(Assignment) Take the entries that follow and return exactly the lines from the one holding "#[tracing::instrument(skip(conn))]" through the one holding "let scores = group_scores(&Score::for_event(&event.id, conn)?);", both included. Nothing else is needed.

** Provided information follows **

//! Live results: what is on deck, how each dive scored and who is winning.
//!
//! Every request rebuilds an [`EventSnapshot`] from the database, so a poll
//! always reflects the scores committed before it started and nothing is
//! held between polls.

use std::{collections::HashMap, sync::Arc};

use axum::extract::{Path, State};
use diesel::{connection::LoadConnection, sqlite::Sqlite};
use hypertext::prelude::*;
use serde::Serialize;
use tracing::{debug, error};

use crate::{
    auth::User,
    competitions::{
        Competition,
        competitors::Competitor,
        dives::{DiveEntry, EventEntry},
        events::Event,
        scores::Score,
        scoring::{
            JudgeScore, ScoresByEntry, ScoringError,
            calc::{DiveResult, FinalScore, compute_entry_result, display_score},
            group_scores,
            leaderboard::{Standing, compute_leaderboard},
            next_dive::select_next_dive,
        },
    },
    settings::Settings,
    state::Conn,
    template::Page,
    util_resp::{FailureResponse, StandardResponse, SuccessResponse, json_ok, success},
    widgets::{
        alert::{ErrorAlert, InfoAlert},
        score::{JudgeMarks, ScoreBreakdown},
    },
};

/// An event with all of its competitors, entries and scores.
pub struct EventSnapshot {
    pub event: Event,
    pub competition: Competition,
    pub num_judges: i64,
    /// Ordered by last name, first name, id.
    pub competitors: Vec<Competitor>,
    /// Live order.
    pub entries: Vec<EventEntry>,
    pub entries_by_competitor: HashMap<String, Vec<DiveEntry>>,
    pub scores: ScoresByEntry,
}

impl EventSnapshot {
    #[tracing::instrument(skip(conn))]
    pub fn load(
        event_id: &str,
        conn: &mut impl LoadConnection<Backend = Sqlite>,
    ) -> Result<Self, FailureResponse> {
        let event = Event::fetch(event_id, conn)?;
        let competition = Competition::fetch(&event.competition_id, conn)?;
        let competitors = Competitor::of_event(&event.id, conn)?;
        let entries = DiveEntry::entries_for_event(&event.id, conn)?;
        let scores = group_scores(&Score::for_event(&event.id, conn)?);

        let mut entries_by_competitor: HashMap<String, Vec<DiveEntry>> =
            HashMap::new();
        for EventEntry { entry, .. } in &entries {
            entries_by_competitor
                .entry(entry.competitor_id.clone())
                .or_default()
                .push(entry.clone());
        }

        debug!(
            event = %event.id,
            competitors = competitors.len(),
            entries = entries.len(),
            "loaded event snapshot"
        );

        Ok(EventSnapshot {
            num_judges: competition.num_judges,
            event,
            competition,
            competitors,
            entries,
            entries_by_competitor,
            scores,
        })
    }

    pub fn competitor(&self, competitor_id: &str) -> Option<&Competitor> {
        self.competitors.iter().find(|c| c.id == competitor_id)
    }

    pub fn marks_of(&self, entry_id: &str) -> &[JudgeScore] {
        self.scores
            .get(entry_id)
            .map(Vec::as_slice)
            .unwrap_or(&[])
    }

    pub fn result_of(
        &self,
        entry: &DiveEntry,
    ) -> Result<DiveResult, ScoringError> {
        compute_entry_result(
            self.marks_of(&entry.id),
            entry.difficulty,
            self.num_judges,
        )
    }

    /// The final score of a competitor's dive, if that dive exists and every
    /// judge has scored it.
    pub fn final_score_of(
        &self,
        competitor_id: &str,
        dive_number: i64,
    ) -> Option<f64> {
        let entry = self
            .entries_by_competitor
            .get(competitor_id)?
            .iter()
            .find(|entry| entry.dive_number == dive_number)?;

        self.result_of(entry).ok()?.final_score()
    }

    pub fn next_entry(&self) -> Option<&EventEntry> {
        select_next_dive(&self.entries, &self.scores, self.num_judges)
    }

    pub fn leaderboard(&self) -> Vec<Standing> {
        compute_leaderboard(
            &self.competitors,
            &self.entries_by_competitor,
            &self.scores,
            self.num_judges,
        )
    }

    pub fn status(&self) -> LiveStatus {
        if self.entries.is_empty() {
            LiveStatus::NoDives
        } else if self.next_entry().is_some() {
            LiveStatus::InProgress
        } else {
            LiveStatus::Complete
        }
    }
}

#[derive(Serialize, Debug, Clone, Copy, PartialEq, Eq)]
#[serde(rename_all = "snake_case")]
pub enum LiveStatus {
    NoDives,
    InProgress,
    Complete,
}

#[derive(Serialize)]
struct LiveEntry<'a> {
    entry: &'a DiveEntry,
    competitor: &'a Competitor,
    num_scores: usize,
    is_complete: bool,
    is_next: bool,
    result: Option<FinalScore>,
    fault: Option<String>,
}

#[derive(Serialize)]
struct LiveResults<'a> {
    event: &'a Event,
    num_judges: i64,
    status: LiveStatus,
    next_entry_id: Option<&'a str>,
    entries: Vec<LiveEntry<'a>>,
}

fn live_results(snapshot: &EventSnapshot) -> LiveResults<'_> {
    let next_entry_id = snapshot.next_entry().map(|next| next.entry.id.as_str());

    let entries = snapshot
        .entries
        .iter()
        .map(|EventEntry { entry, competitor }| {
            let (result, fault) = match snapshot.result_of(entry) {
                Ok(DiveResult::Complete(score)) => (Some(score), None),
                Ok(DiveResult::Incomplete { .. }) => (None, None),
                Err(e) => (None, Some(e.to_string())),
            };

            LiveEntry {
                entry,
                competitor,
                num_scores: snapshot.marks_of(&entry.id).len(),
                is_complete: result.is_some(),
                is_next: next_entry_id == Some(entry.id.as_str()),
                result,
                fault,
            }
        })
        .collect();

    LiveResults {
        event: &snapshot.event,
        num_judges: snapshot.num_judges,
        status: snapshot.status(),
        next_entry_id,
        entries,
    }
}

pub async fn get_live_results(
    Path(event_id): Path<String>,
    mut conn: Conn<false>,
) -> StandardResponse {
    let snapshot = EventSnapshot::load(&event_id, &mut *conn)?;
    json_ok(live_results(&snapshot))
}

pub async fn get_leaderboard(
    Path(event_id): Path<String>,
    mut conn: Conn<false>,
) -> StandardResponse {
    let snapshot = EventSnapshot::load(&event_id, &mut *conn)?;
    json_ok(snapshot.leaderboard())
}

#[derive(Serialize, Debug, PartialEq)]
pub struct CompletedDive {
    pub competitor_id: String,
    pub dive_number: i64,
    pub final_score: f64,
}

/// Final scores of every completed dive of an event.
pub fn completed_dives(snapshot: &EventSnapshot) -> Vec<CompletedDive> {
    snapshot
        .entries
        .iter()
        .filter_map(|EventEntry { entry, .. }| {
            let final_score = snapshot.result_of(entry).ok()?.final_score()?;
            Some(CompletedDive {
                competitor_id: entry.competitor_id.clone(),
                dive_number: entry.dive_number,
                final_score,
            })
        })
        .collect()
}

pub async fn get_event_scores(
    Path(event_id): Path<String>,
    mut conn: Conn<false>,
) -> StandardResponse {
    let snapshot = EventSnapshot::load(&event_id, &mut *conn)?;
    json_ok(completed_dives(&snapshot))
}

#[derive(Serialize)]
struct LeaderboardRow<'a> {
    position: usize,
    last_name: &'a str,
    first_name: &'a str,
    club: &'a str,
    completed_dives: usize,
    total_score: String,
}

pub fn leaderboard_csv(standings: &[Standing]) -> Result<String, csv::Error> {
    let mut writer = csv::Writer::from_writer(vec![]);

    for standing in standings {
        writer.serialize(LeaderboardRow {
            position: standing.position,
            last_name: &standing.competitor.last_name,
            first_name: &standing.competitor.first_name,
            club: standing.competitor.club.as_deref().unwrap_or(""),
            completed_dives: standing.completed_dives,
            total_score: display_score(standing.total_score),
        })?;
    }

    let bytes = writer.into_inner().map_err(|e| e.into_error())?;
    Ok(String::from_utf8_lossy(&bytes).into_owned())
}

pub async fn download_leaderboard_csv(
    Path(event_id): Path<String>,
    mut conn: Conn<false>,
) -> StandardResponse {
    let snapshot = EventSnapshot::load(&event_id, &mut *conn)?;

    let body = leaderboard_csv(&snapshot.leaderboard()).map_err(|e| {
        error!("failed to write leaderboard csv: {e}");
        FailureResponse::ServerError(())
    })?;

    Ok(SuccessResponse::Csv {
        filename: format!("leaderboard-{}.csv", snapshot.event.id),
        body,
    })
}

pub struct StandingsTable<'r> {
    pub standings: &'r [Standing],
}

impl Renderable for StandingsTable<'_> {
    fn render_to(
        &self,
        buffer: &mut hypertext::Buffer<hypertext::context::Node>,
    ) {
        maud! {
            table class="table table-striped" {
                thead {
                    tr {
                        th scope="col" { "#" }
                        th scope="col" { "Competitor" }
                        th scope="col" { "Club" }
                        th scope="col" { "Dives" }
                        th scope="col" { "Total" }
                    }
                }
                tbody {
                    @for standing in self.standings {
                        tr {
                            td { (standing.position) }
                            td {
                                (standing.competitor.display_name())
                                @if standing.fault.is_some() {
                                    " "
                                    span class="badge bg-danger" { "score error" }
                                }
                            }
                            td { (standing.competitor.club.as_deref().unwrap_or("")) }
                            td { (standing.completed_dives) }
                            td { strong { (display_score(standing.total_score)) } }
                        }
                    }
                }
            }
        }
        .render_to(buffer);
    }
}

/// The part of the live page that is swapped in on every poll.
pub struct LiveFragment<'r> {
    pub snapshot: &'r EventSnapshot,
}

impl LiveFragment<'_> {
    /// The dive before the one on deck, if it has been fully judged.
    fn previous_dive(&self) -> Option<&EventEntry> {
        let snapshot = self.snapshot;
        let next = snapshot.next_entry()?;
        let idx = snapshot
            .entries
            .iter()
            .position(|e| e.entry.id == next.entry.id)?;

        idx.checked_sub(1).map(|prev| &snapshot.entries[prev])
    }
}

impl Renderable for LiveFragment<'_> {
    fn render_to(
        &self,
        buffer: &mut hypertext::Buffer<hypertext::context::Node>,
    ) {
        let snapshot = self.snapshot;
        let status = snapshot.status();
        let next = snapshot.next_entry();
        let previous = self.previous_dive();
        let standings = snapshot.leaderboard();

        maud! {
            @if status == LiveStatus::NoDives {
                InfoAlert msg = "No dives have been entered for this event yet.";
            }
            @if let Some(EventEntry { entry, competitor }) = next {
                div class="card mb-3 border-primary" {
                    div class="card-header" { "On deck" }
                    div class="card-body" {
                        h3 class="card-title" { (competitor.display_name()) }
                        p class="card-text" {
                            "Dive " (entry.dive_number) ": " (entry.fina_code)
                            @if let Some(description) = &entry.description {
                                " " (description)
                            }
                            " from " (entry.board_height)
                            ", DD " (entry.difficulty)
                        }
                        p class="card-text text-muted" {
                            (snapshot.marks_of(&entry.id).len()) " of "
                            (snapshot.num_judges) " judges have scored"
                        }
                    }
                }
            }
            @if let Some(EventEntry { entry, competitor }) = previous {
                div class="card mb-3" {
                    div class="card-header" {
                        "Last dive: " (competitor.display_name())
                        " (" (entry.fina_code) ")"
                    }
                    div class="card-body" {
                        JudgeMarks
                            marks=(snapshot.marks_of(&entry.id))
                            num_judges=(snapshot.num_judges);
                        @match snapshot.result_of(entry) {
                            Ok(DiveResult::Complete(score)) => {
                                ScoreBreakdown score=(score) difficulty=(entry.difficulty);
                            }
                            Ok(DiveResult::Incomplete { .. }) => {}
                            Err(e) => {
                                ErrorAlert msg=(e);
                            }
                        }
                    }
                }
            }
            @if status == LiveStatus::Complete {
                h2 { "Final standings" }
            } @else {
                h2 { "Standings" }
            }
            StandingsTable standings=(&standings);
        }
        .render_to(buffer);
    }
}

pub async fn live_fragment(
    Path(event_id): Path<String>,
    mut conn: Conn<false>,
) -> StandardResponse {
    let snapshot = EventSnapshot::load(&event_id, &mut *conn)?;
    success(
        LiveFragment {
            snapshot: &snapshot,
        }
        .render(),
    )
}

pub async fn live_page(
    Path(event_id): Path<String>,
    State(settings): State<Arc<Settings>>,
    user: Option<User>,
    mut conn: Conn<false>,
) -> StandardResponse {
    let snapshot = EventSnapshot::load(&event_id, &mut *conn)?;

    let fragment_url = format!("/events/{}/live/fragment", snapshot.event.id);
    let csv_url = format!("/events/{}/leaderboard.csv", snapshot.event.id);
    let trigger = format!("every {}s", settings.live_poll_seconds);

    success(
        Page::new()
            .user_opt(user)
            .title(format!("{} live", snapshot.event.name))
            .competition(snapshot.competition.clone())
            .body(maud! {
                div class="d-flex justify-content-between align-items-center" {
                    h1 { (snapshot.event.name) }
                    a class="btn btn-outline-secondary" href=(csv_url) {
                        "Download results (CSV)"
                    }
                }
                div hx-get=(fragment_url) hx-trigger=(trigger) hx-swap="innerHTML" {
                    LiveFragment snapshot=(&snapshot);
                }
            })
            .render(),
    )
}
use argon2::Argon2;
use argon2::PasswordHasher;
use argon2::password_hash::SaltString;
use argon2::password_hash::rand_core::OsRng;
use axum::{
    Form,
    response::{IntoResponse, Redirect, Response},
};
use axum_extra::extract::PrivateCookieJar;
use chrono::Utc;
use diesel::{insert_into, prelude::*};
use hypertext::prelude::*;
use serde::Deserialize;
use tracing::{error, info};
use uuid::Uuid;

use crate::{
    auth::{User, set_login_cookie},
    permission::Role,
    schema::users,
    state::Conn,
    template::Page,
    util_resp::{FailureResponse, StandardResponse, bad_request, see_other_ok, success},
    validation::*,
    widgets::alert::ErrorAlert,
};

pub async fn register_page(user: Option<User>) -> StandardResponse {
    if user.is_some() {
        return see_other_ok(Redirect::to("/"));
    }

    success(
        Page::new()
            .body(maud! {
                h1 {"Register"}
                form method="post" class="mt-4" {
                    div class="mb-3" {
                        label for="username" class="form-label" { "Username" }
                        input type="text" class="form-control" id="username" name="username";
                    }
                    div class="mb-3" {
                        label for="email" class="form-label" { "Email" }
                        input type="email" class="form-control" id="email" name="email";
                    }
                    div class="mb-3" {
                        label for="password" class="form-label" { "Password" }
                        input type="password" class="form-control" id="password" name="password";
                    }
                    div class="mb-3" {
                        label for="password2" class="form-label" { "Confirm Password" }
                        input type="password" class="form-control" id="password2" name="password2";
                    }
                    button type="submit" class="btn btn-primary" { "Register" }
                }
            })
            .render(),
    )
}

#[derive(Deserialize)]
pub struct RegisterForm {
    pub username: String,
    pub email: String,
    pub password: String,
    pub password2: String,
}

impl RegisterForm {
    fn validate(&self) -> Result<(), String> {
        is_ascii_no_spaces(&self.username)?;
        is_valid_email(&self.email)?;
        is_valid_password(&self.password)?;
        if self.password != self.password2 {
            return Err("the two passwords do not match".to_string());
        }
        Ok(())
    }
}

pub async fn do_register(
    user: Option<User>,
    mut conn: Conn<true>,
    jar: PrivateCookieJar,
    Form(form): Form<RegisterForm>,
) -> Result<Response, FailureResponse> {
    if user.is_some() {
        return Ok(Redirect::to("/").into_response());
    }

    if let Err(msg) = form.validate() {
        return bad_request(
            Page::new()
                .body(maud! {
                    ErrorAlert msg = (&msg);
                })
                .render(),
        )
        .map(IntoResponse::into_response);
    }

    let existing = users::table
        .filter(
            users::username
                .eq(&form.username)
                .or(users::email.eq(&form.email)),
        )
        .first::<User>(&mut *conn)
        .optional()?;

    if let Some(existing) = existing {
        let is_email_problem = existing.email == form.email;

        return bad_request(
            Page::new()
                .body(maud! {
                    div class="alert alert-danger" role="alert" {
                        @if is_email_problem {
                            "That email is already taken"
                        } @else {
                            "That username is already taken"
                        }

                        ". Please return to the previous page and try again."
                    }
                })
                .render(),
        )
        .map(IntoResponse::into_response);
    }

    let salt = SaltString::generate(&mut OsRng);
    let password_hash = Argon2::default()
        .hash_password(form.password.as_bytes(), &salt)
        .map_err(|e| {
            error!("could not hash password: {e}");
            FailureResponse::ServerError(())
        })?
        .to_string();

    // Whoever sets the system up first gets to run it.
    let no_users_yet = users::table.count().get_result::<i64>(&mut *conn)? == 0;
    let role = if no_users_yet { Role::Admin } else { Role::Viewer };

    let id = Uuid::now_v7().to_string();
    insert_into(users::table)
        .values((
            users::id.eq(&id),
            users::username.eq(&form.username),
            users::email.eq(&form.email),
            users::password_hash.eq(password_hash),
            users::role.eq(role.as_str()),
            users::created_at.eq(Utc::now().naive_utc()),
        ))
        .execute(&mut *conn)?;

    info!(username = %form.username, role = role.as_str(), "registered user");

    let jar = set_login_cookie(id, jar);
    Ok((jar, Redirect::to("/")).into_response())
}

** End of Provided information **

(Response below)
    #[tracing::instrument(skip(conn))]
    pub fn load(
        event_id: &str,
        conn: &mut impl LoadConnection<Backend = Sqlite>,
    ) -> Result<Self, FailureResponse> {
        let event = Event::fetch(event_id, conn)?;
        let competition = Competition::fetch(&event.competition_id, conn)?;
        let competitors = Competitor::of_event(&event.id, conn)?;
        let entries = DiveEntry::entries_for_event(&event.id, conn)?;
        let scores = group_scores(&Score::for_event(&event.id, conn)?);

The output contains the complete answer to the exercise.